The committee vote to report the National Defense Authorization Act for Fiscal Year 2009 passed by roll call vote, 24-0, as follows: In favor: Senators Levin, Kennedy, Byrd, Lieberman, Reed, Akaka, Nelson of Florida, Nelson of Nebraska, Bayh, Pryor, Webb, McCaskill, McCain, Warner, Inhofe, Sessions, Collins, Chambliss, Graham, Dole, Cornyn, Thune, Martinez and Wicker. Opposed: None.

The roll call votes on motions and amendments to the bill which were considered during the course of the markup have been made public and are available at the committee.

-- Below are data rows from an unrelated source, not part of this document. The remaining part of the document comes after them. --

use anyhow::Result;

use crate::core::{FrameInfo, MeshPushConstants, RenderTarget};
use crate::ecs::components::{RenderComponent, TransformComponent};
use crate::ecs::EntityManager;

/// Submits a draw for every entity with a [`RenderComponent`].
#[derive(Debug, Default, Clone, Copy)]
pub struct RenderSystem;

impl RenderSystem {
    pub fn new() -> Self {
        Self
    }

    /// Entities without a transform are drawn at the origin. Returns the draw count.
    pub fn render(&self, entities: &EntityManager, target: &mut dyn RenderTarget, frame: &FrameInfo) -> Result<usize> {
        let renderables = entities.view::<RenderComponent>();
        for (entity, render) in renderables {
            let push = entities
                .get_component::<TransformComponent>(entity)
                .map(MeshPushConstants::from)
                .unwrap_or_default();
            target.draw_mesh(frame, &render.model, &push)?;
        }
        Ok(renderables.len())
    }
}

CONGRESSIONAL BUDGET OFFICE COST ESTIMATE

It was not possible to include the Congressional Budget Office cost estimate on this legislation because it was not available at the time the report was filed. It will be included in material presented during floor debate on the legislation.

REGULATORY IMPACT

Paragraph 11(b) of rule XXVI of the Standing Rules of the Senate requires that a report on the regulatory impact of the bill be included in the report on the bill. The committee finds that there is no regulatory impact in the case of the National Defense Authorization Bill for Fiscal Year 2009.

CHANGES IN EXISTING LAW

Pursuant to the provisions of paragraph 12 of rule XXVI of the Standing Rules of the Senate, the changes in existing law made by certain portions of the bill have not been shown in this section of the report because, in the opinion of the committee, it is necessary to dispense with showing such changes in order to expedite the business of the Senate and reduce the expenditure of funds.